Happy Thanksgiving. Do You Have Toenailitis?

24 Nov 2016 • 3 minute read

It’s Thanksgiving! Happy Thanksgiving if you are reading this on the day. Cadence is closed, of course. But here is a post anyway. This has nothing to do with EDA or the semiconductor ecosystem or even Cadence. It is also a puzzle and an important lesson.

The Puzzle

There is a test for toenailitis that has an accuracy of 99%. That is, if you have toenailitis, then there is a 99% chance that the test will correctly say you do. If you don't have toenailimtis, there is a 99% chance that the test will correctly be false. There is actually no reason that these two numbers would be the same and typically they are not, but let's keep things simple. Luckily, toenailitis is rare and only one in 10,000 people has it.

So here's the puzzle. You go to the doctor. She runs the test. Unfortunately it is positive. What is the chance that you have toenailitis?

The Answer

Let's look at 1 million people and test everyone, and get to the probability that way. Since 1 in 10,000 people has toenailitis, on average 100 of this million will have the disease. Of those 100 people, on average, 99 will test positive correctly, and 1 will test negative incorrectly.

Of the remaining 999,900 people, 99% will correctly test negative, which comes to 989,901. But also 1% will incorrectly test positive, which is 9,999.

So out of our 1 million people, on average 9,999 + 99 = 10,098 will test positive. But only 99 have the disease. So if you test positive, the chance you have the disease is 99 / 10,098 = 0.009804 meaning just less than 1%. That is surprisingly low. You test positive with a test that is 99% accurate and it is still 99% likely that you are free of the disease.

The Lesson

It turns out that most doctors get this wildly wrong, with only around 15% getting it right. That 15% is not a number I invented, it is an easy result to replicate, plus surprising, and as a result it's been extensively replicated several times over the last 40 years.

Here is one place to start: Statistical Literacy Among Doctors Now Lower Than Chance.

This is actually an example of Bayes' Theorem (named after the Reverend Thomas Bayes, that's him on the right). For a good introduction to this if you are not familiar with it, look at Eliezer Yudkowsky's An Intuitive Explanation of Bayes' Theorem.

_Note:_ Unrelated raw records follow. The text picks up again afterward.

use anyhow::Result;
use queue_bot::database::{connection::DatabaseManager, models::*};
use tempfile::{tempdir, TempDir};
use tokio_test::assert_ok;

async fn setup_test_db() -> Result<(DatabaseManager, TempDir)> {
    let temp_dir = tempdir()?;
    let db_path = temp_dir.path().join("test.db");
    let database_url = format!("sqlite:{}", db_path.display());

    let db_manager = DatabaseManager::new(&database_url).await?;
    db_manager.run_migrations().await?;

    Ok((db_manager, temp_dir))
}

fn user(user_id: i64, first_name: Option<&str>, username: Option<&str>) -> QueueUser {
    QueueUser {
        user_id,
        username: username.map(str::to_string),
        first_name: first_name.map(str::to_string),
    }
}

async fn create_event(db: &DatabaseManager, name: &str, max_positions: i64) -> Result<Event> {
    Event::create(&db.pool, name, max_positions)
        .await?
        .ok_or_else(|| anyhow::anyhow!("event '{name}' already exists"))
}

#[tokio::test]
async fn test_migrations_create_tables() -> Result<()> {
    let (db, _temp_dir) = setup_test_db().await?;

    let tables = db.table_names().await?;
    assert!(tables.contains(&"events".to_string()));
    assert!(tables.contains(&"queue".to_string()));

    Ok(())
}

#[tokio::test]
async fn test_event_creation_and_retrieval() -> Result<()> {
    let (db, _temp_dir) = setup_test_db().await?;

    let event = create_event(&db, "Lab 1", 25).await?;
    assert_eq!(event.name, "Lab 1");
    assert_eq!(event.max_positions, 25);
    assert!(chrono::DateTime::parse_from_rfc3339(&event.created_at).is_ok());

    let found = Event::find_by_id(&db.pool, event.id).await?;
    assert_eq!(found, Some(event));

    assert!(Event::find_by_id(&db.pool, 9999).await?.is_none());

    Ok(())
}

#[tokio::test]
async fn test_duplicate_event_name_is_refused() -> Result<()> {
    let (db, _temp_dir) = setup_test_db().await?;

    create_event(&db, "Lab 1", 30).await?;
    let duplicate = Event::create(&db.pool, "Lab 1", 10).await?;
    assert!(duplicate.is_none());

    assert_eq!(Event::find_all(&db.pool).await?.len(), 1);

    Ok(())
}

#[tokio::test]
async fn test_events_are_listed_by_name() -> Result<()> {
    let (db, _temp_dir) = setup_test_db().await?;

    create_event(&db, "Physics", 30).await?;
    create_event(&db, "Algebra", 30).await?;
    create_event(&db, "Chemistry", 30).await?;

    let names: Vec<String> = Event::find_all(&db.pool)
        .await?
        .into_iter()
        .map(|e| e.name)
        .collect();
    assert_eq!(names, vec!["Algebra", "Chemistry", "Physics"]);

    Ok(())
}

#[tokio::test]
async fn test_find_by_keyword() -> Result<()> {
    let (db, _temp_dir) = setup_test_db().await?;

    create_event(&db, "Physics lab 1", 30).await?;
    let newest = create_event(&db, "Physics lab 2", 30).await?;
    create_event(&db, "Algebra", 30).await?;

    let found = Event::find_by_keyword(&db.pool, "PHYSICS").await?;
    assert_eq!(found.map(|e| e.id), Some(newest.id));

    let found = Event::find_by_keyword(&db.pool, "gebr").await?;
    assert_eq!(found.map(|e| e.name), Some("Algebra".to_string()));

    assert!(Event::find_by_keyword(&db.pool, "history").await?.is_none());

    Ok(())
}

#[tokio::test]
async fn test_find_by_keyword_folds_non_ascii_case() -> Result<()> {
    let (db, _temp_dir) = setup_test_db().await?;

    let lab = create_event(&db, "Лаба 1", 30).await?;
    create_event(&db, "Physics", 30).await?;

    for keyword in ["Лаба", "лаба", "ЛАБА 1", " аба "] {
        let found = Event::find_by_keyword(&db.pool, keyword).await?;
        assert_eq!(found.map(|e| e.id), Some(lab.id), "keyword {keyword:?}");
    }

    // Wildcards are plain text
    assert!(Event::find_by_keyword(&db.pool, "%").await?.is_none());
    assert!(Event::find_by_keyword(&db.pool, "_").await?.is_none());

    Ok(())
}

#[tokio::test]
async fn test_rename_event() -> Result<()> {
    let (db, _temp_dir) = setup_test_db().await?;

    let lab = create_event(&db, "Lab 1", 30).await?;
    create_event(&db, "Lab 2", 30).await?;

    assert!(Event::rename(&db.pool, lab.id, "Lab 1 (retake)").await?);
    let renamed = Event::find_by_id(&db.pool, lab.id).await?;
    assert_eq!(renamed.map(|e| e.name), Some("Lab 1 (retake)".to_string()));

    // Taken name and missing event are both refused
    assert!(!Event::rename(&db.pool, lab.id, "Lab 2").await?);
    assert!(!Event::rename(&db.pool, 9999, "Lab 3").await?);

    Ok(())
}

#[tokio::test]
async fn test_register_position() -> Result<()> {
    let (db, _temp_dir) = setup_test_db().await?;
    let event = create_event(&db, "Lab 1", 10).await?;

    let outcome = QueueEntry::register(&db.pool, event.id, 3, &user(100, Some("Anna"), None)).await?;
    assert_eq!(outcome, RegistrationOutcome::Registered { position: 3 });

    let queue = QueueEntry::find_by_event(&db.pool, event.id).await?;
    assert_eq!(queue.len(), 1);
    assert_eq!(queue[0].position, 3);
    assert_eq!(queue[0].user_id, 100);
    assert_eq!(queue[0].display_name(), "Anna");

    Ok(())
}

#[tokio::test]
async fn test_register_taken_position_names_holder() -> Result<()> {
    let (db, _temp_dir) = setup_test_db().await?;
    let event = create_event(&db, "Lab 1", 10).await?;

    QueueEntry::register(&db.pool, event.id, 1, &user(100, None, Some("anna_k"))).await?;
    QueueEntry::register(&db.pool, event.id, 2, &user(101, None, None)).await?;

    let outcome = QueueEntry::register(&db.pool, event.id, 1, &user(200, Some("Bob"), None)).await?;
    assert_eq!(
        outcome,
        RegistrationOutcome::PositionTaken { position: 1, holder: "anna_k".to_string() }
    );

    let outcome = QueueEntry::register(&db.pool, event.id, 2, &user(200, Some("Bob"), None)).await?;
    assert_eq!(
        outcome,
        RegistrationOutcome::PositionTaken { position: 2, holder: "ID:101".to_string() }
    );

    Ok(())
}

#[tokio::test]
async fn test_one_position_per_user() -> Result<()> {
    let (db, _temp_dir) = setup_test_db().await?;
    let event = create_event(&db, "Lab 1", 10).await?;
    let anna = user(100, Some("Anna"), None);

    QueueEntry::register(&db.pool, event.id, 4, &anna).await?;
    let outcome = QueueEntry::register(&db.pool, event.id, 5, &anna).await?;
    assert_eq!(outcome, RegistrationOutcome::AlreadyRegistered { position: 4 });

    // Another event is independent
    let other = create_event(&db, "Lab 2", 10).await?;
    let outcome = QueueEntry::register(&db.pool, other.id, 4, &anna).await?;
    assert!(outcome.is_registered());

    Ok(())
}

#[tokio::test]
async fn test_register_out_of_range_and_missing_event() -> Result<()> {
    let (db, _temp_dir) = setup_test_db().await?;
    let event = create_event(&db, "Lab 1", 5).await?;
    let anna = user(100, Some("Anna"), None);

    for position in [0, -1, 6] {
        let outcome = QueueEntry::register(&db.pool, event.id, position, &anna).await?;
        assert_eq!(outcome, RegistrationOutcome::OutOfRange { max: 5 });
    }

    let outcome = QueueEntry::register(&db.pool, event.id, 5, &anna).await?;
    assert!(outcome.is_registered());

    let outcome = QueueEntry::register(&db.pool, 9999, 1, &anna).await?;
    assert_eq!(outcome, RegistrationOutcome::EventNotFound);

    Ok(())
}

#[tokio::test]
async fn test_cancel_registration_frees_position() -> Result<()> {
    let (db, _temp_dir) = setup_test_db().await?;
    let event = create_event(&db, "Lab 1", 10).await?;

    QueueEntry::register(&db.pool, event.id, 1, &user(100, Some("Anna"), None)).await?;

    assert!(QueueEntry::cancel(&db.pool, event.id, 100).await?);
    assert!(!QueueEntry::cancel(&db.pool, event.id, 100).await?);
    assert!(QueueEntry::find_for_user(&db.pool, event.id, 100).await?.is_none());

    let outcome = QueueEntry::register(&db.pool, event.id, 1, &user(200, Some("Bob"), None)).await?;
    assert!(outcome.is_registered());

    Ok(())
}

#[tokio::test]
async fn test_delete_event_cascades_to_queue() -> Result<()> {
    let (db, _temp_dir) = setup_test_db().await?;
    let event = create_event(&db, "Lab 1", 10).await?;
    let kept = create_event(&db, "Lab 2", 10).await?;

    QueueEntry::register(&db.pool, event.id, 1, &user(100, Some("Anna"), None)).await?;
    QueueEntry::register(&db.pool, event.id, 2, &user(101, Some("Bob"), None)).await?;
    QueueEntry::register(&db.pool, kept.id, 1, &user(100, Some("Anna"), None)).await?;

    assert!(Event::delete(&db.pool, event.id).await?);
    assert!(Event::find_by_id(&db.pool, event.id).await?.is_none());
    assert!(QueueEntry::find_by_event(&db.pool, event.id).await?.is_empty());
    assert_eq!(QueueEntry::find_by_event(&db.pool, kept.id).await?.len(), 1);

    assert!(!Event::delete(&db.pool, event.id).await?);

    Ok(())
}

#[tokio::test]
async fn test_queue_is_ordered_by_position() -> Result<()> {
    let (db, _temp_dir) = setup_test_db().await?;
    let event = create_event(&db, "Lab 1", 10).await?;

    for (user_id, position) in [(100, 7), (101, 2), (102, 5)] {
        assert_ok!(QueueEntry::register(&db.pool, event.id, position, &user(user_id, None, None)).await);
    }

    let positions: Vec<i64> = QueueEntry::find_by_event(&db.pool, event.id)
        .await?
        .iter()
        .map(|e| e.position)
        .collect();
    assert_eq!(positions, vec![2, 5, 7]);
    assert_eq!(available_positions(event.max_positions, &positions)[0], 1);

    Ok(())
}

#[tokio::test]
async fn test_overview_groups_queues_by_event() -> Result<()> {
    let (db, _temp_dir) = setup_test_db().await?;
    let physics = create_event(&db, "Physics", 3).await?;
    let algebra = create_event(&db, "Algebra", 5).await?;

    QueueEntry::register(&db.pool, physics.id, 2, &user(100, Some("Anna"), None)).await?;
    QueueEntry::register(&db.pool, physics.id, 1, &user(101, Some("Bob"), None)).await?;

    let overview = assert_ok!(EventOverview::load_all(&db.pool).await);
    assert_eq!(overview.len(), 2);

    assert_eq!(overview[0].event.id, algebra.id);
    assert_eq!(overview[0].taken, 0);
    assert!(overview[0].queue.is_empty());

    assert_eq!(overview[1].event.id, physics.id);
    assert_eq!(overview[1].taken, 2);
    let names: Vec<&str> = overview[1].queue.iter().map(|e| e.display_name()).collect();
    assert_eq!(names, vec!["Bob", "Anna"]);

    Ok(())
}

#[tokio::test(flavor = "multi_thread", worker_threads = 4)]
async fn test_concurrent_registrations_for_one_position() -> Result<()> {
    let (db, _temp_dir) = setup_test_db().await?;
    let event_id = create_event(&db, "Lab 1", 20).await?.id;

    for round in 0..10_i64 {
        let position = round + 1;
        let tasks: Vec<_> = (0..8_i64)
            .map(|i| {
                let pool = db.pool.clone();
                let claimant = user(round * 100 + i, Some("Racer"), None);
                tokio::spawn(async move {
                    QueueEntry::register(&pool, event_id, position, &claimant).await
                })
            })
            .collect();

        let mut registered = 0;
        for task in tasks {
            match task.await?? {
                RegistrationOutcome::Registered { .. } => registered += 1,
                RegistrationOutcome::PositionTaken { .. } | RegistrationOutcome::Conflict => {}
                other => panic!("unexpected outcome {other:?}"),
            }
        }
        assert_eq!(registered, 1, "position {position}");
    }

    assert_eq!(QueueEntry::find_by_event(&db.pool, event_id).await?.len(), 10);

    Ok(())
}

#[tokio::test]
async fn test_register_own_position_again_reports_it_taken() -> Result<()> {
    let (db, _temp_dir) = setup_test_db().await?;
    let event = create_event(&db, "Lab 1", 10).await?;
    let anna = user(100, Some("Anna"), None);

    QueueEntry::register(&db.pool, event.id, 2, &anna).await?;
    let outcome = QueueEntry::register(&db.pool, event.id, 2, &anna).await?;
    assert_eq!(
        outcome,
        RegistrationOutcome::PositionTaken { position: 2, holder: "Anna".to_string() }
    );

    Ok(())
}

Bayes' Theorem is a way of combining new information with what you already know (or guess), your prior. One lesson is that the prior is much more important than you think. In the example I gave, the chance of having toenailitis before the test was 1 in 10,000, the incidence in the general population. After a positive test, that probability increased, but only to 1 in 100. The test being 99% accurate makes it seem almost certain you will have toenailitis, but in fact it is so rare that the false positives among the majority of the population who don't have the disease completely overwhelm the small number of people who do.

The Bank Teller Riddle

Before I let you go, here's another little puzzle about probabilities that people often get wrong.

Linda is 31 years old, single, outspoken, and very bright. She majored in philosophy. As a student, she was deeply concerned with issues of discrimination and social justice, and also participated in anti-nuclear demonstrations. Which is more probable?

Linda is a bank teller
Linda is a bank teller and is active in the feminist movement

The answer is 1, although many people think 2. This is something known as the "conjunction fallacy", that two things together cannot be more probable that one of them on its own.

Even if it is highly unlikely that Linda is a bank teller and almost certain that she is a feminist, it is still more probable that she is a bank teller than that she is a both.